* **Work instruction**: Copy out, from the entries below, each line holding the string "derive".

* **Supplied data**:
Segment Open

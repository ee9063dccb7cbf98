use crate::animation::interp::clamp01;

/// Easing functions used to map normalized animation progress.
#[derive(Clone, Copy, Debug, Default, PartialEq, serde::Serialize, serde::Deserialize)]
#[serde(rename_all = "snake_case")]
pub enum Ease {
    /// Linear interpolation.
    #[default]
    Linear,
    /// Quadratic ease-in.
    InQuad,
    /// Quadratic ease-out.
    OutQuad,
    /// Quadratic ease-in/out.
    InOutQuad,
    /// Cubic ease-in.
    InCubic,
    /// Cubic ease-out.
    OutCubic,
    /// Cubic ease-in/out.
    InOutCubic,
    /// `cubic-bezier(0.25, 0.1, 0.25, 1)`.
    Smooth,
    /// `cubic-bezier(0.16, 1, 0.3, 1)`.
    Snappy,
    /// `cubic-bezier(0.34, 1.56, 0.64, 1)`; exceeds 1 before settling.
    Overshoot,
    /// Decaying oscillation with unit bounciness.
    Elastic,
}

impl Ease {
    /// Apply this easing function to normalized progress `t` in `[0, 1]`.
    ///
    /// `t` is clamped first (NaN maps to 0), so `apply(0) == 0` and `apply(1) == 1` for
    /// every variant.
    pub fn apply(self, t: f64) -> f64 {
        let t = clamp01(t);
        match self {
            Self::Linear => t,
            Self::InQuad => t * t,
            Self::OutQuad => 1.0 - (1.0 - t) * (1.0 - t),
            Self::InOutQuad => {
                if t < 0.5 {
                    2.0 * t * t
                } else {
                    1.0 - ((-2.0 * t + 2.0).powi(2) / 2.0)
                }
            }
            Self::InCubic => t * t * t,
            Self::OutCubic => 1.0 - (1.0 - t).powi(3),
            Self::InOutCubic => {
                if t < 0.5 {
                    4.0 * t * t * t
                } else {
                    1.0 - ((-2.0 * t + 2.0).powi(3) / 2.0)
                }
            }
            Self::Smooth => cubic_bezier(0.25, 0.1, 0.25, 1.0, t),
            Self::Snappy => cubic_bezier(0.16, 1.0, 0.3, 1.0, t),
            Self::Overshoot => cubic_bezier(0.34, 1.56, 0.64, 1.0, t),
            Self::Elastic => {
                if t >= 1.0 {
                    return 1.0;
                }
                let p = std::f64::consts::PI;
                1.0 - (t * p / 2.0).cos().powi(3) * (t * p).cos()
            }
        }
    }
}

/// CSS-style cubic bezier with endpoints `(0,0)` and `(1,1)`, evaluated at `x`.
pub(crate) fn cubic_bezier(x1: f64, y1: f64, x2: f64, y2: f64, x: f64) -> f64 {
    if x <= 0.0 {
        return 0.0;
    }
    if x >= 1.0 {
        return 1.0;
    }

    fn coord(p1: f64, p2: f64, s: f64) -> f64 {
        let inv = 1.0 - s;
        3.0 * inv * inv * s * p1 + 3.0 * inv * s * s * p2 + s * s * s
    }

    fn slope(p1: f64, p2: f64, s: f64) -> f64 {
        let inv = 1.0 - s;
        3.0 * inv * inv * p1 + 6.0 * inv * s * (p2 - p1) + 3.0 * s * s * (1.0 - p2)
    }

    // Newton first, bisection when the slope flattens out.
    let mut s = x;
    for _ in 0..8 {
        let err = coord(x1, x2, s) - x;
        if err.abs() < 1e-7 {
            return coord(y1, y2, s);
        }
        let d = slope(x1, x2, s);
        if d.abs() < 1e-6 {
            break;
        }
        s -= err / d;
    }

    let (mut lo, mut hi) = (0.0f64, 1.0f64);
    s = x;
    for _ in 0..64 {
        let v = coord(x1, x2, s);
        if (v - x).abs() < 1e-7 {
            break;
        }
        if v < x {
            lo = s;
        } else {
            hi = s;
        }
        s = (lo + hi) / 2.0;
    }
    coord(y1, y2, s)
}

#[cfg(test)]
#[path = "../../tests/unit/animation/ease.rs"]
mod tests;
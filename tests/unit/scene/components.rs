use super::*;
use crate::foundation::core::{Canvas, Fps};
use crate::scene::frame::LayerContent;
use crate::theme::Theme;

fn ctx(theme: &Theme) -> SceneCtx<'_> {
    SceneCtx::new(theme, Fps { num: 30, den: 1 }, Canvas::FULL_HD)
}

#[test]
fn grouped_numbers() {
    assert_eq!(format_grouped(1_234_567.8, 1), "1,234,567.8");
    assert_eq!(format_grouped(999.0, 0), "999");
    assert_eq!(format_grouped(1000.0, 0), "1,000");
    assert_eq!(format_grouped(1.1, 1), "1.1");
    assert_eq!(format_grouped(-12_345.0, 0), "-12,345");
    assert_eq!(format_grouped(-0.0001, 2), "0.00");
    assert_eq!(format_grouped(f64::NAN, 1), "0.0");
}

#[test]
fn typewriter_counts_newlines_as_characters() {
    let code = "ab\ncd\nef";
    assert_eq!(typewriter_lines(code, 0), vec!["", "", ""]);
    assert_eq!(typewriter_lines(code, 2), vec!["ab", "", ""]);
    assert_eq!(typewriter_lines(code, 4), vec!["ab", "c", ""]);
    assert_eq!(typewriter_lines(code, 100), vec!["ab", "cd", "ef"]);
}

#[test]
fn bullet_glyphs() {
    assert_eq!(BulletStyle::Number.glyph(0), "1.");
    assert_eq!(BulletStyle::Number.glyph(9), "10.");
    assert_eq!(BulletStyle::Check.glyph(3), "\u{2713}");
}

#[test]
fn section_badge_label_is_zero_padded() {
    let badge = SectionBadge {
        number: 3,
        color: Rgba8::WHITE,
        size: 56.0,
        delay: 0,
    };
    assert_eq!(badge.label(), "03");
}

#[test]
fn stat_counter_counts_to_target() {
    let theme = Theme::default();
    let ctx = ctx(&theme);
    let counter = StatCounter {
        target: 1.1,
        decimals: 1,
        prefix: String::new(),
        suffix: " trillion".to_owned(),
        label: "DNS queries per day".to_owned(),
        color: Rgba8::WHITE,
        delay: 5,
    };
    assert_eq!(counter.display_text(&ctx, LocalFrame(0)), "0.0 trillion");
    assert_eq!(counter.display_text(&ctx, LocalFrame(149)), "1.1 trillion");
}

#[test]
fn code_block_typewriter_reveal() {
    let block = CodeBlock {
        code: "let x = 1;".to_owned(),
        delay: 0,
        highlight_lines: Vec::new(),
        show_line_numbers: true,
        typewriter: true,
        font_size: 22.0,
    };
    assert_eq!(block.visible_chars(LocalFrame(0)), 0);
    assert_eq!(block.visible_chars(LocalFrame(15)), 0);
    assert_eq!(block.visible_chars(LocalFrame(1000)), 10);

    let instant = CodeBlock {
        typewriter: false,
        ..block
    };
    assert_eq!(instant.visible_chars(LocalFrame(0)), 10);
}

#[test]
fn entry_is_clamped_before_and_after_its_window() {
    let theme = Theme::default();
    let ctx = ctx(&theme);
    assert_eq!(ctx.entry(LocalFrame(-10), 0), 0.0);
    assert_eq!(ctx.entry(LocalFrame(0), 10), 0.0);
    assert_eq!(ctx.entry(LocalFrame(500), 10), 1.0);
    assert_eq!(ctx.stagger(10, 3), 10 + 3 * 8);
}

#[test]
fn reveal_lands_on_rest_pose() {
    let dot = Layer::circle(Point::new(1.0, 1.0), 1.0, Rgba8::WHITE);
    let done = reveal(dot.clone(), 1.0, Vec2::new(0.0, 30.0));
    assert_eq!(done.opacity, 1.0);
    assert!(done.transform.is_identity());

    let half = reveal(dot, 0.5, Vec2::new(0.0, 30.0));
    assert_eq!(half.opacity, 0.5);
    assert_eq!(half.transform.translate.y, 15.0);
}

#[test]
fn text_run_uses_theme_fonts() {
    let theme = Theme::default();
    let ctx = ctx(&theme);
    let run = text_run(
        &ctx,
        FontRole::Code,
        "x",
        Point::ZERO,
        20.0,
        400,
        Rgba8::WHITE,
        TextAlign::Start,
    );
    assert_eq!(run.font, theme.fonts.code);
}

#[test]
fn bullet_list_staggers_items() {
    let theme = Theme::default();
    let ctx = ctx(&theme);
    let list = BulletList {
        items: vec!["a".to_owned(), "b".to_owned()],
        style: BulletStyle::Dot,
        color: Rgba8::WHITE,
        delay: 0,
        font_size: 32.0,
    };
    let LayerContent::Group { children } = list.layer(&ctx, LocalFrame(10), Point::ZERO).content
    else {
        panic!("expected a group");
    };
    assert_eq!(children.len(), 2);
    assert!(children[0].opacity > children[1].opacity);
}

#[test]
fn periodic_motion_scales_with_frame_rate() {
    let theme = Theme::default();
    assert_eq!(ctx(&theme).period(1.0), 30);
    assert_eq!(ctx(&theme).period(2.0), 60);

    let fast = SceneCtx::new(&theme, Fps { num: 60, den: 1 }, Canvas::FULL_HD);
    assert_eq!(fast.period(1.0), 60);
    let ntsc = SceneCtx::new(&theme, Fps { num: 30000, den: 1001 }, Canvas::FULL_HD);
    assert_eq!(ntsc.period(1.0), 29);
    assert_eq!(ctx(&theme).period(0.0), 1);
}
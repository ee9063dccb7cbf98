use std::fmt;

use crate::foundation::error::{ExplainerError, ExplainerResult};

/// Canvas edge an incoming scene enters from.
#[derive(Clone, Copy, Debug, PartialEq, Eq, Hash, serde::Serialize, serde::Deserialize)]
#[serde(rename_all = "snake_case")]
pub enum Edge {
    /// Left edge.
    Left,
    /// Right edge.
    Right,
    /// Top edge.
    Top,
    /// Bottom edge.
    Bottom,
}

impl Edge {
    fn as_str(self) -> &'static str {
        match self {
            Self::Left => "left",
            Self::Right => "right",
            Self::Top => "top",
            Self::Bottom => "bottom",
        }
    }

    fn parse(s: &str) -> Option<Self> {
        match s {
            "left" | "ltr" | "lefttoright" | "left_to_right" => Some(Self::Left),
            "right" | "rtl" | "righttoleft" | "right_to_left" => Some(Self::Right),
            "top" | "ttb" | "toptobottom" | "top_to_bottom" => Some(Self::Top),
            "bottom" | "btt" | "bottomtotop" | "bottom_to_top" => Some(Self::Bottom),
            _ => None,
        }
    }
}

/// How two adjacent scenes are blended across a transition window.
///
/// Serialized as a compact string such as `"fade"`, `"slide_from_bottom"` or
/// `"clock_wipe"`; see [`parse_transition_kind`] for accepted aliases.
#[derive(Clone, Copy, Debug, Default, PartialEq, Eq, Hash, serde::Serialize, serde::Deserialize)]
#[serde(try_from = "String", into = "String")]
pub enum TransitionKind {
    /// Crossfade.
    #[default]
    Fade,
    /// Incoming scene pushes the outgoing one off the opposite edge.
    Slide {
        /// Edge the incoming scene enters from.
        from: Edge,
    },
    /// Incoming scene is revealed by a straight edge sweeping across.
    Wipe {
        /// Edge the reveal starts at.
        from: Edge,
    },
    /// Incoming scene is revealed clockwise from twelve o'clock.
    ClockWipe,
}

impl fmt::Display for TransitionKind {
    fn fmt(&self, f: &mut fmt::Formatter<'_>) -> fmt::Result {
        match self {
            Self::Fade => f.write_str("fade"),
            Self::Slide { from } => write!(f, "slide_from_{}", from.as_str()),
            Self::Wipe { from } => write!(f, "wipe_from_{}", from.as_str()),
            Self::ClockWipe => f.write_str("clock_wipe"),
        }
    }
}

impl From<TransitionKind> for String {
    fn from(kind: TransitionKind) -> Self {
        kind.to_string()
    }
}

impl TryFrom<String> for TransitionKind {
    type Error = ExplainerError;

    fn try_from(s: String) -> Result<Self, Self::Error> {
        parse_transition_kind(&s)
    }
}

/// Parse a transition kind name.
///
/// Case and `-`/space separators are ignored. Besides the canonical names, the
/// authoring shorthands are accepted: `crossfade`, `slide` (from the right),
/// `slide_left`/`slide_right`/`slide_up`/`slide_down` (named after the edge the
/// incoming scene starts at, `up` entering from the bottom), `wipe` (from the left),
/// `wipe_right` (moving rightwards, i.e. from the left), `wipe_<dir>` with `ltr`-style
/// direction codes, and `clockwipe`.
pub fn parse_transition_kind(s: &str) -> ExplainerResult<TransitionKind> {
    let kind = s.trim().to_ascii_lowercase().replace(['-', ' '], "_");
    if kind.is_empty() {
        return Err(ExplainerError::validation("transition kind must be non-empty"));
    }

    let parsed = match kind.as_str() {
        "fade" | "crossfade" | "cross_fade" | "dissolve" => Some(TransitionKind::Fade),
        "clock_wipe" | "clockwipe" => Some(TransitionKind::ClockWipe),
        "slide" => Some(TransitionKind::Slide { from: Edge::Right }),
        "slide_left" => Some(TransitionKind::Slide { from: Edge::Left }),
        "slide_right" => Some(TransitionKind::Slide { from: Edge::Right }),
        "slide_up" => Some(TransitionKind::Slide { from: Edge::Bottom }),
        "slide_down" => Some(TransitionKind::Slide { from: Edge::Top }),
        "wipe" | "wipe_right" => Some(TransitionKind::Wipe { from: Edge::Left }),
        "wipe_left" => Some(TransitionKind::Wipe { from: Edge::Right }),
        "wipe_down" => Some(TransitionKind::Wipe { from: Edge::Top }),
        "wipe_up" => Some(TransitionKind::Wipe { from: Edge::Bottom }),
        other => {
            if let Some(rest) = other.strip_prefix("slide_from_") {
                Edge::parse(rest).map(|from| TransitionKind::Slide { from })
            } else if let Some(rest) = other.strip_prefix("wipe_from_") {
                Edge::parse(rest).map(|from| TransitionKind::Wipe { from })
            } else if let Some(rest) = other.strip_prefix("wipe_") {
                Edge::parse(rest).map(|from| TransitionKind::Wipe { from })
            } else {
                None
            }
        }
    };

    parsed.ok_or_else(|| ExplainerError::validation(format!("unknown transition kind '{kind}'")))
}

#[cfg(test)]
#[path = "../../tests/unit/transition/kind.rs"]
mod tests;
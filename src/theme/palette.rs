use crate::foundation::color::Rgba8;

/// Named accent slot of the palette.
///
/// Scenes refer to accents by name so that a theme swap recolors every scene.
#[derive(Clone, Copy, Debug, Default, PartialEq, Eq, Hash, serde::Serialize, serde::Deserialize)]
#[serde(rename_all = "snake_case")]
pub enum Accent {
    /// Primary brand accent.
    #[default]
    Indigo,
    /// Secondary accent.
    Violet,
    /// Highlight / data accent.
    Cyan,
    /// Warnings and emphasis.
    Amber,
    /// Success and positive outcomes.
    Green,
    /// Errors and negative outcomes.
    Red,
}

impl Accent {
    /// Every accent, in cycling order.
    pub const ALL: [Self; 6] = [
        Self::Indigo,
        Self::Violet,
        Self::Cyan,
        Self::Amber,
        Self::Green,
        Self::Red,
    ];

    /// Accent at position `i`, wrapping around.
    pub fn cycle(i: usize) -> Self {
        Self::ALL[i % Self::ALL.len()]
    }
}

/// Color table shared by every scene.
#[derive(Clone, Debug, PartialEq, serde::Serialize, serde::Deserialize)]
#[serde(default)]
pub struct Palette {
    /// Base background.
    pub bg: Rgba8,
    /// Lighter background used for gradients.
    pub bg_light: Rgba8,
    /// Primary text.
    pub text: Rgba8,
    /// Secondary text.
    pub muted: Rgba8,
    /// Accent: indigo.
    pub indigo: Rgba8,
    /// Accent: violet.
    pub violet: Rgba8,
    /// Accent: cyan.
    pub cyan: Rgba8,
    /// Accent: amber.
    pub amber: Rgba8,
    /// Accent: green.
    pub green: Rgba8,
    /// Accent: red.
    pub red: Rgba8,
    /// Code block background.
    pub code_bg: Rgba8,
    /// Card background.
    pub card_bg: Rgba8,
    /// Card and divider borders.
    pub border: Rgba8,
}

impl Default for Palette {
    fn default() -> Self {
        Self {
            bg: Rgba8::from_hex_u32(0x0f0f1a),
            bg_light: Rgba8::from_hex_u32(0x1a1a2e),
            text: Rgba8::from_hex_u32(0xf8fafc),
            muted: Rgba8::from_hex_u32(0x94a3b8),
            indigo: Rgba8::from_hex_u32(0x6366f1),
            violet: Rgba8::from_hex_u32(0x8b5cf6),
            cyan: Rgba8::from_hex_u32(0x06b6d4),
            amber: Rgba8::from_hex_u32(0xf59e0b),
            green: Rgba8::from_hex_u32(0x10b981),
            red: Rgba8::from_hex_u32(0xef4444),
            code_bg: Rgba8::from_hex_u32(0x1e1e2e),
            card_bg: Rgba8::from_hex_u32(0x1e1e30),
            border: Rgba8::from_hex_u32(0x2e2e44),
        }
    }
}

impl Palette {
    /// Resolve an accent slot.
    pub fn accent(&self, accent: Accent) -> Rgba8 {
        match accent {
            Accent::Indigo => self.indigo,
            Accent::Violet => self.violet,
            Accent::Cyan => self.cyan,
            Accent::Amber => self.amber,
            Accent::Green => self.green,
            Accent::Red => self.red,
        }
    }
}

#[cfg(test)]
#[path = "../../tests/unit/theme/palette.rs"]
mod tests;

Segment Closed

* **Solution for this exercise**:
#[derive(Clone, Copy, Debug, Default, PartialEq, serde::Serialize, serde::Deserialize)]
#[derive(Clone, Copy, Debug, PartialEq, Eq, Hash, serde::Serialize, serde::Deserialize)]
#[derive(Clone, Copy, Debug, Default, PartialEq, Eq, Hash, serde::Serialize, serde::Deserialize)]
#[derive(Clone, Copy, Debug, Default, PartialEq, Eq, Hash, serde::Serialize, serde::Deserialize)]
#[derive(Clone, Debug, PartialEq, serde::Serialize, serde::Deserialize)]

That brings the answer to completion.